*RECORDED DATA:*
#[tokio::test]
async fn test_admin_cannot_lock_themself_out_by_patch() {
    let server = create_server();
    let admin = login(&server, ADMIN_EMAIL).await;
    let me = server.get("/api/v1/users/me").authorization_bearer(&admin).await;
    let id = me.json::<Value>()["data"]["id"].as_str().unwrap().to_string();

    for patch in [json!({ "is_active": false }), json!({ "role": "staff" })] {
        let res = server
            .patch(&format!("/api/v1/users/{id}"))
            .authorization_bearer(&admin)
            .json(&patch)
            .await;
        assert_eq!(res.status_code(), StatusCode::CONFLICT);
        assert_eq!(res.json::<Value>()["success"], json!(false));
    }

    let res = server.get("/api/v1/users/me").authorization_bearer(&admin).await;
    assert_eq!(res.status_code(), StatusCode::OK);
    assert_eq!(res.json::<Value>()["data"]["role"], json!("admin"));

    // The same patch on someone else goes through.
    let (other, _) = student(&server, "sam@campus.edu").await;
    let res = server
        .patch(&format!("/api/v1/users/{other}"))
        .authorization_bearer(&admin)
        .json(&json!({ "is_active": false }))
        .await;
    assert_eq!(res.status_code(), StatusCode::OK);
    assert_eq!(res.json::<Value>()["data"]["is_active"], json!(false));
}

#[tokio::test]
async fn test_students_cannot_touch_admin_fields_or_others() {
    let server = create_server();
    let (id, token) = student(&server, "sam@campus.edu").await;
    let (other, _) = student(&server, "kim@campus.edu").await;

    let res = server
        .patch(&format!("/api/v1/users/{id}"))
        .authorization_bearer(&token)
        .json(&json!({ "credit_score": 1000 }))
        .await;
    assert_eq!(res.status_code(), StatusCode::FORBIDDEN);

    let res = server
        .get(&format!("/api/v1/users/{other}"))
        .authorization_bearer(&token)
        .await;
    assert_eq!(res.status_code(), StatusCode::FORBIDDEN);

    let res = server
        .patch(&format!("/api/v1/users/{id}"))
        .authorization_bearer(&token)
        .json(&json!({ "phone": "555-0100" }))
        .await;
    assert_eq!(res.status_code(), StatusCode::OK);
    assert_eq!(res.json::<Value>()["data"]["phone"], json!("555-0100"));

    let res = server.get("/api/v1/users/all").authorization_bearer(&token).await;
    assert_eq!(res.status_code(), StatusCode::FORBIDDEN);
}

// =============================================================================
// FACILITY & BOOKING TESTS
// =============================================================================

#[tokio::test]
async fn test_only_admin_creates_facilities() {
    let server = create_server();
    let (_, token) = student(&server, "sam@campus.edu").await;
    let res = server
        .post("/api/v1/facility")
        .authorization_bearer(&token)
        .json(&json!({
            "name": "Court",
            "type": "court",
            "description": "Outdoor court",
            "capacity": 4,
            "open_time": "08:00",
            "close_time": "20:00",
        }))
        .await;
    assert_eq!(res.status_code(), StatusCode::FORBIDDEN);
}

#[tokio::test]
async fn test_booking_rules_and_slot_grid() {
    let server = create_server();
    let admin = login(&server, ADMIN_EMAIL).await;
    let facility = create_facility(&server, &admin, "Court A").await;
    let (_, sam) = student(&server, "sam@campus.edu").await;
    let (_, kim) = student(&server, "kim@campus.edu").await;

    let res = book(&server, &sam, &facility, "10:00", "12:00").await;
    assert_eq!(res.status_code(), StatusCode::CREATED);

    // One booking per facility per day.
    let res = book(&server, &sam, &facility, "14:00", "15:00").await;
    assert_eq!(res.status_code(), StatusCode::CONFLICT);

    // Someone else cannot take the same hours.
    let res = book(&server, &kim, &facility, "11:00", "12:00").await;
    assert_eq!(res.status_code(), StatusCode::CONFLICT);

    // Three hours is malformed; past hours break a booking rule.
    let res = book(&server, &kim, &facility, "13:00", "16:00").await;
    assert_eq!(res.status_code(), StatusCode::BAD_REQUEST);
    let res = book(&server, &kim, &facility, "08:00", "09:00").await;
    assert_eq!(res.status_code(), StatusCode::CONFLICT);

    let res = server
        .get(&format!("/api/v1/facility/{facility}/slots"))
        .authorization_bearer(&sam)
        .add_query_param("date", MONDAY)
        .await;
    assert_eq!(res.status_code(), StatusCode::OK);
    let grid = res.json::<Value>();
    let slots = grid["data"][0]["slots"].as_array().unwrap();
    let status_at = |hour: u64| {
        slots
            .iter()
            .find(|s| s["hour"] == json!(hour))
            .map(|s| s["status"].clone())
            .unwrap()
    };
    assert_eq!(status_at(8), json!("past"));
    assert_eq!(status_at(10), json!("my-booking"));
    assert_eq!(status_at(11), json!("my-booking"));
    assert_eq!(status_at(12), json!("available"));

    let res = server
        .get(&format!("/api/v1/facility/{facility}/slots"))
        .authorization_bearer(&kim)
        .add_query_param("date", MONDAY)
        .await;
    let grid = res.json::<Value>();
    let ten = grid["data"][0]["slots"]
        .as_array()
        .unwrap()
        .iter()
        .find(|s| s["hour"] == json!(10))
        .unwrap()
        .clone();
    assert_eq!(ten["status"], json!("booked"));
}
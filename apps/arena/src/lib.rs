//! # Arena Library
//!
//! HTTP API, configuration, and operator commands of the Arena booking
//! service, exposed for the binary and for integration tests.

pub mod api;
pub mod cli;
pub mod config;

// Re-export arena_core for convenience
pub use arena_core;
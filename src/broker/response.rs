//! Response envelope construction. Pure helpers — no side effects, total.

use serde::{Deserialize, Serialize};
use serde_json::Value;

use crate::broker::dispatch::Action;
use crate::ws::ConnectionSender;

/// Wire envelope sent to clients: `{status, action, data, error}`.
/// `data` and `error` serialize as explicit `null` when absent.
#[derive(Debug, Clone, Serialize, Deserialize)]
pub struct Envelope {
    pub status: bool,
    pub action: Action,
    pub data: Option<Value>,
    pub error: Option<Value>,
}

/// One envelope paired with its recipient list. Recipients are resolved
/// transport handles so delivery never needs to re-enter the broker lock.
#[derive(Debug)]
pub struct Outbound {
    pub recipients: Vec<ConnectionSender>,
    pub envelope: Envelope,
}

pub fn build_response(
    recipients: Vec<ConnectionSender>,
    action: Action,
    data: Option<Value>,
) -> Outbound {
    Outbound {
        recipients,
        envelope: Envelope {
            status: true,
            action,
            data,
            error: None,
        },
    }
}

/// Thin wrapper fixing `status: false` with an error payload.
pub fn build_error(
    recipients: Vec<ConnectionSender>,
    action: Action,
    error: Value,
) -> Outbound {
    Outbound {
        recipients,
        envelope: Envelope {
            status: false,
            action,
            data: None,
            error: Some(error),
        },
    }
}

*TASK:* Above are the records. Identify each line that contains the word "phone".

*RESULT OF THIS TASK:*
        .json(&json!({ "phone": "555-0100" }))
    assert_eq!(res.json::<Value>()["data"]["phone"], json!("555-0100"));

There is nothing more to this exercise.